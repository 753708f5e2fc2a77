//! Property-based tests for rust-common crate.
//!
//! These tests verify universal properties across all inputs using proptest.

use proptest::prelude::*;
use rust_common::{
    Environment, PlatformError, TracingConfig, optional_env, parse_env_with, required_env,
};

// Numeric variables round-trip through the environment parser, and values
// that are absent fall back to the default.
proptest! {
    #![proptest_config(ProptestConfig::with_cases(100))]

    #[test]
    fn prop_parse_env_accepts_any_u64(value in any::<u64>(), default in any::<u64>()) {
        let text = value.to_string();
        let parsed = parse_env_with(|_| Some(text.clone()), "ZK_REFRESH_INTERVAL_SECS", default);
        prop_assert_eq!(parsed, Ok(value));

        let fallback = parse_env_with(|_| None, "ZK_REFRESH_INTERVAL_SECS", default);
        prop_assert_eq!(fallback, Ok(default));
    }

    #[test]
    fn prop_parse_env_rejects_non_numeric(text in "[a-zA-Z][a-zA-Z0-9]{0,20}") {
        let parsed = parse_env_with::<u16, _>(|_| Some(text.clone()), "ZK_PORT", 2181);
        prop_assert!(matches!(parsed, Err(PlatformError::InvalidInput(_))));
    }

    #[test]
    fn prop_blank_values_are_unset(spaces in " {0,8}") {
        prop_assert_eq!(optional_env(|_| Some(spaces.clone()), "COMMON_LIB_NAME"), None);
    }
}

// Only "production" (in any case) selects the production logger preset, and
// required variables name themselves when missing.
proptest! {
    #![proptest_config(ProptestConfig::with_cases(100))]

    #[test]
    fn prop_non_production_environments_use_development(name in "[a-z]{1,12}") {
        prop_assume!(name != "production");
        let config = TracingConfig::from_lookup(|var| (var == "ENVIRONMENT").then(|| name.clone()));
        prop_assert_eq!(config.environment, Environment::Development);
        prop_assert!(!config.json_output);
    }

    #[test]
    fn prop_required_env_names_missing_variable(name in "[A-Z][A-Z_]{0,20}") {
        prop_assert_eq!(required_env(|_| None, &name), Err(PlatformError::not_found(&name)));
        prop_assert_eq!(
            required_env(|_| Some("orders".to_string()), &name),
            Ok("orders".to_string())
        );
    }
}
//! ZooKeeper transport backed by `zookeeper-client`.

use crate::{
    config::ClientConfig,
    coordinator::{Connector, Coordinator},
    error::CoordinatorError,
};
use async_trait::async_trait;
use parking_lot::RwLock;
use std::sync::Arc;
use tracing::{debug, info};
use zookeeper_client as zk;

/// Opens ZooKeeper sessions.
#[derive(Debug, Clone, Copy, Default)]
pub struct ZooKeeperConnector;

#[async_trait]
impl Connector for ZooKeeperConnector {
    async fn connect(
        &self,
        config: &ClientConfig,
    ) -> Result<Arc<dyn Coordinator>, CoordinatorError> {
        let cluster = config.connect_string();
        debug!(%cluster, "Connecting to ZooKeeper");

        let mut connector = zk::Client::connector();
        connector
            .session_timeout(config.session_timeout)
            .connection_timeout(config.connection_timeout);
        let client = connector.connect(&cluster).await.map_err(map_error)?;

        info!(%cluster, "ZooKeeper session established");
        Ok(Arc::new(ZooKeeperCoordinator {
            client: RwLock::new(Some(client)),
        }))
    }
}

/// A live ZooKeeper session.
pub struct ZooKeeperCoordinator {
    client: RwLock<Option<zk::Client>>,
}

impl ZooKeeperCoordinator {
    fn session(&self) -> Result<zk::Client, CoordinatorError> {
        self.client.read().clone().ok_or(CoordinatorError::Closed)
    }
}

#[async_trait]
impl Coordinator for ZooKeeperCoordinator {
    async fn get(&self, path: &str) -> Result<Vec<u8>, CoordinatorError> {
        let (data, _stat) = self
            .session()?
            .get_data(path)
            .await
            .map_err(|e| map_path_error(path, e))?;
        Ok(data)
    }

    async fn children(&self, path: &str) -> Result<Vec<String>, CoordinatorError> {
        self.session()?
            .list_children(path)
            .await
            .map_err(|e| map_path_error(path, e))
    }

    async fn exists(&self, path: &str) -> Result<bool, CoordinatorError> {
        let stat = self
            .session()?
            .check_stat(path)
            .await
            .map_err(|e| map_path_error(path, e))?;
        Ok(stat.is_some())
    }

    async fn close(&self) {
        // The session ends when the last handle is dropped.
        if self.client.write().take().is_some() {
            debug!("ZooKeeper session closed");
        }
    }
}

fn map_path_error(path: &str, e: zk::Error) -> CoordinatorError {
    match e {
        zk::Error::NoNode => CoordinatorError::NoNode(path.to_string()),
        other => map_error(other),
    }
}

fn map_error(e: zk::Error) -> CoordinatorError {
    match e {
        zk::Error::ConnectionLoss => CoordinatorError::ConnectionLoss(e.to_string()),
        zk::Error::SessionExpired => CoordinatorError::SessionExpired,
        other => CoordinatorError::Other(other.to_string()),
    }
}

====

_TASK DESCRIPTION_. From the data above, copy each line with the string "crate" in it.

_FINISHED EXERCISE_.
//! Property-based tests for rust-common crate.
use crate::{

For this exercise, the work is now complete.